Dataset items

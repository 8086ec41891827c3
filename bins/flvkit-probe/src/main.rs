//! flvkit-probe - FLV Tag 探测工具
//!
//! 以固定大小的块读取文件并送入流式重组器, 列出每个 Tag 的类型、时间戳与关键字段.
//! 也可以只查看文件末尾的若干 Tag, 或把解出的 Tag 重新写成新文件.

mod logging;

use std::fs::File;
use std::io::{BufWriter, Read};
use std::process;

use anyhow::{Context, Result, bail};
use clap::Parser;
use log::{info, warn};
use serde::Serialize;

use flvkit_core::FlvError;
use flvkit_format::probe::probe;
use flvkit_format::tag::{AudioTag, TagBody, VideoTag};
use flvkit_format::walk::walk_backward;
use flvkit_format::{FlvWriter, MetadataPolicy, Preamble, ReaderConfig, StreamReader, Tag};

/// FLV Tag 探测工具
#[derive(Parser, Debug)]
#[command(name = "flvkit-probe", version, about = "纯 Rust FLV Tag 探测工具")]
struct Cli {
    /// 输入文件路径
    input: String,

    /// 每次送入重组器的字节数
    #[arg(long, default_value_t = 4096)]
    chunk_size: usize,

    /// 输出 JSON 格式
    #[arg(long)]
    json: bool,

    /// 只显示文件末尾的 N 个 Tag (借助 PreviousTagSize 反向定位)
    #[arg(long, value_name = "N")]
    tail: Option<usize>,

    /// 把解出的 Tag 重新编码写入该文件
    #[arg(long, value_name = "PATH")]
    rewrite: Option<String>,

    /// 跳过损坏的 Script Tag 而不是报错退出
    #[arg(long)]
    skip_bad_metadata: bool,

    /// 输入的 Tag 之后没有 PreviousTagSize 字段
    #[arg(long)]
    no_trailing_size: bool,

    /// 日志详细程度 (-v/-vv/-vvv)
    #[arg(short, long, action = clap::ArgAction::Count)]
    verbose: u8,

    /// 额外写入日志文件的目录
    #[arg(long, value_name = "DIR")]
    log_dir: Option<String>,

    /// 静默模式 (只输出汇总)
    #[arg(short, long)]
    quiet: bool,
}

// ============================================================
// 输出结构体
// ============================================================

/// 文件头信息
#[derive(Debug, Serialize)]
struct PreambleInfo {
    version: u8,
    has_audio: bool,
    has_video: bool,
}

/// 单个 Tag 信息
#[derive(Debug, Serialize)]
struct TagInfo {
    index: usize,
    kind: String,
    timestamp: u32,
    size: usize,
    detail: String,
}

/// 汇总统计
#[derive(Debug, Serialize, Default)]
struct Summary {
    total_tags: usize,
    video_tags: usize,
    audio_tags: usize,
    script_tags: usize,
    other_tags: usize,
    total_bytes: usize,
    #[serde(skip_serializing_if = "Option::is_none")]
    duration: Option<f64>,
    #[serde(skip_serializing_if = "Option::is_none")]
    last_timestamp: Option<u32>,
}

/// 完整探测结果
#[derive(Debug, Serialize)]
struct ProbeOutput {
    filename: String,
    #[serde(skip_serializing_if = "Option::is_none")]
    preamble: Option<PreambleInfo>,
    #[serde(skip_serializing_if = "Vec::is_empty")]
    tags: Vec<TagInfo>,
    summary: Summary,
}

impl Summary {
    fn record(&mut self, tag: &Tag, size: usize) {
        self.total_tags += 1;
        self.total_bytes += size;
        self.last_timestamp = Some(tag.timestamp);
        match &tag.body {
            TagBody::Video(_) => self.video_tags += 1,
            TagBody::Audio(_) => self.audio_tags += 1,
            TagBody::Metadata(meta) => {
                self.script_tags += 1;
                if let Some(dur) = meta.duration_secs() {
                    self.duration = Some(dur);
                }
            }
            TagBody::Passthrough(_) => self.other_tags += 1,
        }
    }
}

fn describe_video(v: &VideoTag) -> String {
    format!(
        "{:?} keyframe={} cts={} bytes={}",
        v.packet_type,
        v.is_keyframe,
        v.composition_time,
        v.data.len()
    )
}

fn describe_audio(a: &AudioTag) -> String {
    let mut text = format!(
        "{:?} {}Hz {:?} {}ch",
        a.format,
        a.sample_rate.hz(),
        a.sample_size,
        a.sound_type.channels()
    );
    if let Some(packet_type) = a.aac_packet_type {
        text.push_str(&format!(" {packet_type:?}"));
    }
    text.push_str(&format!(" bytes={}", a.data.len()));
    text
}

fn build_tag_info(index: usize, tag: &Tag, size: usize) -> TagInfo {
    let detail = match &tag.body {
        TagBody::Video(v) => describe_video(v),
        TagBody::Audio(a) => describe_audio(a),
        TagBody::Metadata(meta) => {
            let props: Vec<String> = meta
                .properties
                .iter()
                .map(|(k, v)| format!("{k}={v}"))
                .collect();
            format!("{} {{{}}}", meta.name, props.join(", "))
        }
        TagBody::Passthrough(p) => format!("raw bytes={}", p.data.len()),
    };
    TagInfo {
        index,
        kind: tag.kind().to_string(),
        timestamp: tag.timestamp,
        size,
        detail,
    }
}

fn preamble_info(preamble: &Preamble) -> PreambleInfo {
    PreambleInfo {
        version: preamble.version,
        has_audio: preamble.has_audio(),
        has_video: preamble.has_video(),
    }
}

// ============================================================
// 主逻辑
// ============================================================

fn main() {
    let cli = Cli::parse();

    if let Err(e) = logging::init(cli.verbose, cli.log_dir.as_deref()) {
        eprintln!("警告: {e:#}");
    }

    if let Err(e) = run(&cli) {
        eprintln!("错误: {e:#}");
        process::exit(1);
    }
}

fn run(cli: &Cli) -> Result<()> {
    if cli.chunk_size == 0 {
        bail!("--chunk-size 必须大于 0");
    }

    let output = match cli.tail {
        Some(count) => probe_tail(cli, count)?,
        None => probe_stream(cli)?,
    };

    if cli.json {
        let json = serde_json::to_string_pretty(&output).context("序列化 JSON 失败")?;
        println!("{json}");
    } else {
        print_text(&output, cli.quiet);
    }
    Ok(())
}

/// 收集解出的 Tag, 需要时同步写出
struct TagSink {
    writer: Option<FlvWriter<BufWriter<File>>>,
    trailing_size: bool,
    quiet: bool,
    tags: Vec<TagInfo>,
    summary: Summary,
}

impl TagSink {
    fn accept(&mut self, preamble: Option<Preamble>, decoded: Vec<Tag>) -> Result<()> {
        if let (Some(w), Some(preamble)) = (self.writer.as_mut(), preamble) {
            if w.bytes_written() == 0 {
                w.write_header(&preamble)?;
            }
        }

        for tag in decoded {
            let size = tag.total_size(self.trailing_size);
            self.summary.record(&tag, size);
            if let Some(w) = self.writer.as_mut() {
                w.write_tag(&tag)?;
            }
            if !self.quiet {
                let info = build_tag_info(self.summary.total_tags - 1, &tag, size);
                self.tags.push(info);
            }
        }
        Ok(())
    }
}

/// 送入一段数据, 损坏的 Script Tag 报告其序号
fn feed_reader(reader: &mut StreamReader, data: &[u8], index: usize) -> Result<Vec<Tag>> {
    match reader.feed(data) {
        Ok(decoded) => Ok(decoded),
        Err(FlvError::MalformedScriptData(reason)) => {
            bail!("第 {index} 个 Tag 是损坏的 Script Tag: {reason}")
        }
        Err(e) => Err(e).context("解析 FLV 失败"),
    }
}

/// 按块读取整个文件并逐个解出 Tag
fn probe_stream(cli: &Cli) -> Result<ProbeOutput> {
    let mut file =
        File::open(&cli.input).with_context(|| format!("无法打开文件 '{}'", cli.input))?;

    let trailing_size = !cli.no_trailing_size;
    let policy = if cli.skip_bad_metadata {
        MetadataPolicy::Skip
    } else {
        MetadataPolicy::Fail
    };
    let config = ReaderConfig::default()
        .with_trailing_size(trailing_size)
        .with_metadata_policy(policy);
    let mut reader = StreamReader::with_config(config);

    let writer = match &cli.rewrite {
        Some(path) => {
            let out = File::create(path).with_context(|| format!("无法创建输出文件 '{path}'"))?;
            Some(FlvWriter::new(BufWriter::new(out), trailing_size))
        }
        None => None,
    };
    let mut sink = TagSink {
        writer,
        trailing_size,
        quiet: cli.quiet,
        tags: Vec::new(),
        summary: Summary::default(),
    };

    let mut buf = vec![0u8; cli.chunk_size];
    let mut probed = false;

    loop {
        let n = file.read(&mut buf).context("读取输入失败")?;
        if n == 0 {
            break;
        }
        if !probed {
            if probe(&buf[..n], Some(&cli.input)).is_none() {
                warn!("{} 看起来不是 FLV 文件", cli.input);
            }
            probed = true;
        }

        let decoded = feed_reader(&mut reader, &buf[..n], sink.summary.total_tags)?;
        sink.accept(reader.preamble(), decoded)?;
    }

    // 损坏的 Script Tag 之前的 Tag 会先返回, 错误在下一次 feed 时才报告
    loop {
        let decoded = feed_reader(&mut reader, &[], sink.summary.total_tags)?;
        if decoded.is_empty() {
            break;
        }
        sink.accept(reader.preamble(), decoded)?;
    }

    if reader.preamble().is_none() {
        bail!("输入不足一个完整的 FLV 文件头");
    }
    if reader.buffered_len() > 0 {
        warn!("文件末尾有 {} 字节不完整的 Tag 被忽略", reader.buffered_len());
    }
    if let Some(w) = sink.writer {
        let tags_written = w.tags_written();
        w.finish()?;
        info!("重新写入 {tags_written} 个 Tag");
    }

    Ok(ProbeOutput {
        filename: cli.input.clone(),
        preamble: reader.preamble().as_ref().map(preamble_info),
        tags: sink.tags,
        summary: sink.summary,
    })
}

/// 反向定位末尾的 `count` 个 Tag
fn probe_tail(cli: &Cli, count: usize) -> Result<ProbeOutput> {
    if cli.no_trailing_size {
        bail!("--tail 需要 PreviousTagSize 字段");
    }
    let data = std::fs::read(&cli.input).with_context(|| format!("无法读取文件 '{}'", cli.input))?;
    let (preamble, _) = Preamble::decode(&data, true).context("解析 FLV 文件头失败")?;

    let mut spans = Vec::new();
    for span in walk_backward(&data)?.take(count) {
        spans.push(span.context("反向遍历失败")?);
    }
    spans.reverse();

    let mut tags = Vec::new();
    let mut summary = Summary::default();
    for span in spans {
        let (tag, size) = Tag::decode(&data[span.offset..], true)
            .with_context(|| format!("偏移 {} 处的 Tag 解码失败", span.offset))?;
        summary.record(&tag, size);
        tags.push(build_tag_info(summary.total_tags - 1, &tag, size));
    }

    Ok(ProbeOutput {
        filename: cli.input.clone(),
        preamble: Some(preamble_info(&preamble)),
        tags,
        summary,
    })
}

fn print_text(output: &ProbeOutput, quiet: bool) {
    if let Some(p) = &output.preamble {
        println!(
            "{}: FLV v{} audio={} video={}",
            output.filename, p.version, p.has_audio, p.has_video
        );
    }
    if !quiet {
        for t in &output.tags {
            println!(
                "#{:<5} {:<10} ts={:<8} size={:<7} {}",
                t.index, t.kind, t.timestamp, t.size, t.detail
            );
        }
    }
    let s = &output.summary;
    println!(
        "共 {} 个 Tag (视频 {}, 音频 {}, Script {}, 其他 {}), {} 字节",
        s.total_tags, s.video_tags, s.audio_tags, s.script_tags, s.other_tags, s.total_bytes
    );
    if let Some(dur) = s.duration {
        println!("时长: {dur:.3} 秒");
    }
}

### What the task requires
Lines, not occurrences, are what count: report how many lines of the records above include the word "clap", and nothing else.

### Solution
2